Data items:
==========

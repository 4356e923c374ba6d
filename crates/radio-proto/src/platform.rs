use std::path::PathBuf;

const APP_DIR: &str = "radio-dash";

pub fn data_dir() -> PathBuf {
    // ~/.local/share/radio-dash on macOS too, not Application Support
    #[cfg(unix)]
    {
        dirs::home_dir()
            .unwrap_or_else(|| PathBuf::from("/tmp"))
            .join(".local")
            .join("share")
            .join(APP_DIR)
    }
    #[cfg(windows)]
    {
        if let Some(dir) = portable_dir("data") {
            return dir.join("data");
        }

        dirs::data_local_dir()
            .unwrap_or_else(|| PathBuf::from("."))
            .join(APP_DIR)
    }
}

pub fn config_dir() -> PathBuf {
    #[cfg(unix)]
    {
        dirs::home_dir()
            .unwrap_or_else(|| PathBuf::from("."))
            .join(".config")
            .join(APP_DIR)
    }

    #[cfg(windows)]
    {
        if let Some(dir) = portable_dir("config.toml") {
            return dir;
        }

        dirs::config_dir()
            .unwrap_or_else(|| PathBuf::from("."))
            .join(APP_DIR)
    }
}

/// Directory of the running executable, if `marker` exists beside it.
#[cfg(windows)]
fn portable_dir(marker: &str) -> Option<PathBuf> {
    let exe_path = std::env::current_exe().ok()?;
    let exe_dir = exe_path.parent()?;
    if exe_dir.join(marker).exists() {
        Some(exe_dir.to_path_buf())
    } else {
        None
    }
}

==========

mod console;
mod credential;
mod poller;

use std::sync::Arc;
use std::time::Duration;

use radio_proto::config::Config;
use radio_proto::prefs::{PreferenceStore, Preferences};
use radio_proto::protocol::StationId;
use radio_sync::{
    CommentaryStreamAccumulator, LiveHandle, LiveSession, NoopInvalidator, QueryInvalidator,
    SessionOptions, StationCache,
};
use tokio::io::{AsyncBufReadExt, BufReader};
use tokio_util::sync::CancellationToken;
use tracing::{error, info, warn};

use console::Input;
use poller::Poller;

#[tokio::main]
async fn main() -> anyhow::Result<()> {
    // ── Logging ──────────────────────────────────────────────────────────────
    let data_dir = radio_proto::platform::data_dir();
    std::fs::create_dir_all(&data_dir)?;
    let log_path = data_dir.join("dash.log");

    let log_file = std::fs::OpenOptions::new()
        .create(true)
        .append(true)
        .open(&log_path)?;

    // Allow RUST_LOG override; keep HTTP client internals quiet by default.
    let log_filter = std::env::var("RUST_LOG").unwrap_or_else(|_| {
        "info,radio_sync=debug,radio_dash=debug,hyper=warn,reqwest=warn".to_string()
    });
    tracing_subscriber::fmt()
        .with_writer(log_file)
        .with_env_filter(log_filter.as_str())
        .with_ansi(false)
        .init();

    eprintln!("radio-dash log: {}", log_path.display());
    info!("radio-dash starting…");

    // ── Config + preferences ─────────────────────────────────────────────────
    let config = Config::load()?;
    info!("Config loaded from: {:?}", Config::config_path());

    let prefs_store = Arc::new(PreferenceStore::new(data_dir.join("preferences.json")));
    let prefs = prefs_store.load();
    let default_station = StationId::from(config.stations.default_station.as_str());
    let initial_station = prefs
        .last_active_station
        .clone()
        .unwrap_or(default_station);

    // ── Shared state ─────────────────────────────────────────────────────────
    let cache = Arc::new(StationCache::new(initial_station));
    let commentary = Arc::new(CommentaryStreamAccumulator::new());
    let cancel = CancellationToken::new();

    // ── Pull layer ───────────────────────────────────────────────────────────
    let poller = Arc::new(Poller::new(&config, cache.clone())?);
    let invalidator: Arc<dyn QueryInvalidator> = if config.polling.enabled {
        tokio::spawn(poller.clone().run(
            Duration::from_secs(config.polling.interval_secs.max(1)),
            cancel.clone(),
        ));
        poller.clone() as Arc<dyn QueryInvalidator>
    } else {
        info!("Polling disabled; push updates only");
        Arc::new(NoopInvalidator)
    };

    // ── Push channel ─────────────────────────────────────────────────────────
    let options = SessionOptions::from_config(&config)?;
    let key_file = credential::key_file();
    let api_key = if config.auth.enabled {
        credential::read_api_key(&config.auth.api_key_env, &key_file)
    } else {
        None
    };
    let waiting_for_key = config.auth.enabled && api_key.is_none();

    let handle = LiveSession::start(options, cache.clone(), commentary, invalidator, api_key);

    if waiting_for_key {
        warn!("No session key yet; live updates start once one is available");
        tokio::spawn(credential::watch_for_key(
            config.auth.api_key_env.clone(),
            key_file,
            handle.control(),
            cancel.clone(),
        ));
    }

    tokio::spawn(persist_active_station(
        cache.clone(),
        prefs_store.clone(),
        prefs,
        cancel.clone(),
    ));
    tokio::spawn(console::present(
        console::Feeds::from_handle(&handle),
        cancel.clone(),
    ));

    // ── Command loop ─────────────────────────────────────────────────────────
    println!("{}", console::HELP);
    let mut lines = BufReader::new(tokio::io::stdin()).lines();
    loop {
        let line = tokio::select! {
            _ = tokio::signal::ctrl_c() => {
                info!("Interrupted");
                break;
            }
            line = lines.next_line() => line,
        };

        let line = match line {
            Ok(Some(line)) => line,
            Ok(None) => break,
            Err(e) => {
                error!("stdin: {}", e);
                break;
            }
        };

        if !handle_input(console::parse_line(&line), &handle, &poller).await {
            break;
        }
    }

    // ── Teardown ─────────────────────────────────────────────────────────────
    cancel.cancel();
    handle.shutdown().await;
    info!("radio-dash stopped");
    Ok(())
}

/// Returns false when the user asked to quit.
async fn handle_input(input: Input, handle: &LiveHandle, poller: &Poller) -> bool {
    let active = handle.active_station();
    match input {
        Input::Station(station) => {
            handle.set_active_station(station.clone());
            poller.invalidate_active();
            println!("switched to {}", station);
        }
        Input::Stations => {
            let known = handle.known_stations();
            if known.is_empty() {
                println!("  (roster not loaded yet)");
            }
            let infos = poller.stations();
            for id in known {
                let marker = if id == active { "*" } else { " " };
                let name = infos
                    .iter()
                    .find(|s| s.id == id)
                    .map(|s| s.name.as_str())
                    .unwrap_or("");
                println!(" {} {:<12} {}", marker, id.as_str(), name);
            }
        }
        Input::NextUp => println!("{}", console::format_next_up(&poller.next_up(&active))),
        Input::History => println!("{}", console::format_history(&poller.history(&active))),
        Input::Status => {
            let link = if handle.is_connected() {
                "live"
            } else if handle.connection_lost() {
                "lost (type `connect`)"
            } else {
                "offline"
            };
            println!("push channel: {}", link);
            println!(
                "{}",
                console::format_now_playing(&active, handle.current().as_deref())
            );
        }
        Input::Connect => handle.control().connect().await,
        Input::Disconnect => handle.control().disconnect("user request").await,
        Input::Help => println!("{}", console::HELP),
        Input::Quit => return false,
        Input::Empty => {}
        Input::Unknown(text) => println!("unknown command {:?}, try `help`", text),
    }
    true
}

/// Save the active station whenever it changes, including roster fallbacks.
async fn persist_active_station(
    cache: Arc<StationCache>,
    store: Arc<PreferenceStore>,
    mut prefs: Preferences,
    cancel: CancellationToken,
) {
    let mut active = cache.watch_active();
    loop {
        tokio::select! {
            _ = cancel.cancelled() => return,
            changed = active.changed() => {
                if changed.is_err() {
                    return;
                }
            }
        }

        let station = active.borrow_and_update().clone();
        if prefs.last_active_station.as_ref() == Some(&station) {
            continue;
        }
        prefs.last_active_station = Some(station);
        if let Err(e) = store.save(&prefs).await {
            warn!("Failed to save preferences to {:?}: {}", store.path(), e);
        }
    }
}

==========

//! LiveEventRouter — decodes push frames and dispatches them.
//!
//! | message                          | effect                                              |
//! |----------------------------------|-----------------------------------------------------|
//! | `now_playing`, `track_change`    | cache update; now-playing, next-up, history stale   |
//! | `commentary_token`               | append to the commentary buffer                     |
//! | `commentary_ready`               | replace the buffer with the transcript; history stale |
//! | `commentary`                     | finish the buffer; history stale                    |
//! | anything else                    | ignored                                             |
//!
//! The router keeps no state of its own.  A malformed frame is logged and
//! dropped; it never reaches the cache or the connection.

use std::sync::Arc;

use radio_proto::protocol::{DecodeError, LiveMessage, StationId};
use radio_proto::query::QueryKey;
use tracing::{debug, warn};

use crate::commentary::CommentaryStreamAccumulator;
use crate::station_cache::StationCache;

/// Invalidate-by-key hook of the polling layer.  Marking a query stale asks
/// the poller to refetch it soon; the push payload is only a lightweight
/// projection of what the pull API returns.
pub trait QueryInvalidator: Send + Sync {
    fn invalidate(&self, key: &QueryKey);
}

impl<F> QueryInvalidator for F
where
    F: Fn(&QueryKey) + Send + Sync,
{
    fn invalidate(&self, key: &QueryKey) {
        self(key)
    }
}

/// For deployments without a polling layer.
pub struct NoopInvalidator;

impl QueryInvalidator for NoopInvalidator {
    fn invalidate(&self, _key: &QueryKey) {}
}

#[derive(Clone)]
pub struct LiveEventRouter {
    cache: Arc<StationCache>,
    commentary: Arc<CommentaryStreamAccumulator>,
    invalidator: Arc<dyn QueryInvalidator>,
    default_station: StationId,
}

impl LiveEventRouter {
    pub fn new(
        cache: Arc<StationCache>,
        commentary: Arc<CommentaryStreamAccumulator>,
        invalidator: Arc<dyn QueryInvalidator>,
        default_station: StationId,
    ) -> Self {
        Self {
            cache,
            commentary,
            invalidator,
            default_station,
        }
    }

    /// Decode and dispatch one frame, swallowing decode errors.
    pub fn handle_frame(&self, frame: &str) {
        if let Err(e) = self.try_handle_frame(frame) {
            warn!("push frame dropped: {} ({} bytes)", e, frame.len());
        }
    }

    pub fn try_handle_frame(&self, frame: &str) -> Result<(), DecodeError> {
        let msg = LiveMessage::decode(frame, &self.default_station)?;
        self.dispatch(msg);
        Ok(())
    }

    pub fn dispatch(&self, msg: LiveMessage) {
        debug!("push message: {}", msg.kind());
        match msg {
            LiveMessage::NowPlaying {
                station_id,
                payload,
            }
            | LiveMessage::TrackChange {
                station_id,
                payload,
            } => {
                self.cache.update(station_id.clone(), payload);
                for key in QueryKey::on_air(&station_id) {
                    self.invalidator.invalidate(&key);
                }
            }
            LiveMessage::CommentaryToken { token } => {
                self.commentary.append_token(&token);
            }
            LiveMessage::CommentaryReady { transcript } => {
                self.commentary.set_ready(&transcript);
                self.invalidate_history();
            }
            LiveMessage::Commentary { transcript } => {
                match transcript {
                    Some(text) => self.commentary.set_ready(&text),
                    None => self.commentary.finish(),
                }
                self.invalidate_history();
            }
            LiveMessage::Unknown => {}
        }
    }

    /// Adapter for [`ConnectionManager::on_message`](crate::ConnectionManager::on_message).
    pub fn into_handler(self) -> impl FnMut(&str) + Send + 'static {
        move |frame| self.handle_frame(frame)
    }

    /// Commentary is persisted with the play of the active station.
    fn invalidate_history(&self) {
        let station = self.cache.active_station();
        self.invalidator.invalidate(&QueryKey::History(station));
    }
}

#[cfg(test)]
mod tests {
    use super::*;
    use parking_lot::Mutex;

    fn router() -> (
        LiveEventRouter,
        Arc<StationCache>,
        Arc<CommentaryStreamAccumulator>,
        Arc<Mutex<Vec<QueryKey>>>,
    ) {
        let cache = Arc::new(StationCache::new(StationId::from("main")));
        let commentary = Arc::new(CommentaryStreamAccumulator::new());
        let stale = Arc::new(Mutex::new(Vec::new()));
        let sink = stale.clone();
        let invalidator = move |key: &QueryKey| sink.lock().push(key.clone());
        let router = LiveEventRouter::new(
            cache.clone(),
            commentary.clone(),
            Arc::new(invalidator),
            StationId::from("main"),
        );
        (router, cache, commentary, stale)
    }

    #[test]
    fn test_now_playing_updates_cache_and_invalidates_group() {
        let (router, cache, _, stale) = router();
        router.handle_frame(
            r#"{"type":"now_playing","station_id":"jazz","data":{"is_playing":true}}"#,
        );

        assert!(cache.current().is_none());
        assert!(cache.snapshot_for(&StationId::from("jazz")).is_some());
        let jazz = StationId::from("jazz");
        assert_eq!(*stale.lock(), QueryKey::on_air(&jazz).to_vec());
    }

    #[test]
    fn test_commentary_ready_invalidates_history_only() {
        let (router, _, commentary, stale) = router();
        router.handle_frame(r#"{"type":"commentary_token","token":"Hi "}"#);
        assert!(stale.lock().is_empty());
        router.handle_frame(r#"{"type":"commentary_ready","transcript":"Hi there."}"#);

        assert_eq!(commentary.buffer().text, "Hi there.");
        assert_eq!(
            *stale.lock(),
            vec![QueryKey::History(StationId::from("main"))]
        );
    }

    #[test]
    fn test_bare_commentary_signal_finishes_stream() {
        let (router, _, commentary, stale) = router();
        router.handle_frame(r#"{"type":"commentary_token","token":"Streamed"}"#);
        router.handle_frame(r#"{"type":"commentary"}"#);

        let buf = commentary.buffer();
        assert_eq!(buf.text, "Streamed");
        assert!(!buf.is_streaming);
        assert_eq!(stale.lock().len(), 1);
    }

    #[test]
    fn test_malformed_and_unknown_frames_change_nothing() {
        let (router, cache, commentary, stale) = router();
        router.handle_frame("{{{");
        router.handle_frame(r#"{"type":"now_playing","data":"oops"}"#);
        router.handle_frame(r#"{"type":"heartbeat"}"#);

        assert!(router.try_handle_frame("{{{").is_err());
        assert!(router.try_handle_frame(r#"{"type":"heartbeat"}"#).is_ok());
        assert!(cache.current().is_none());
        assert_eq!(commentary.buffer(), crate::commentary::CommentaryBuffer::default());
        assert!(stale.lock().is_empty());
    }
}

==========

EXERCISE AIM:
Provide only the count of lines in the data above that include the string "Duration".

ANSWER:
2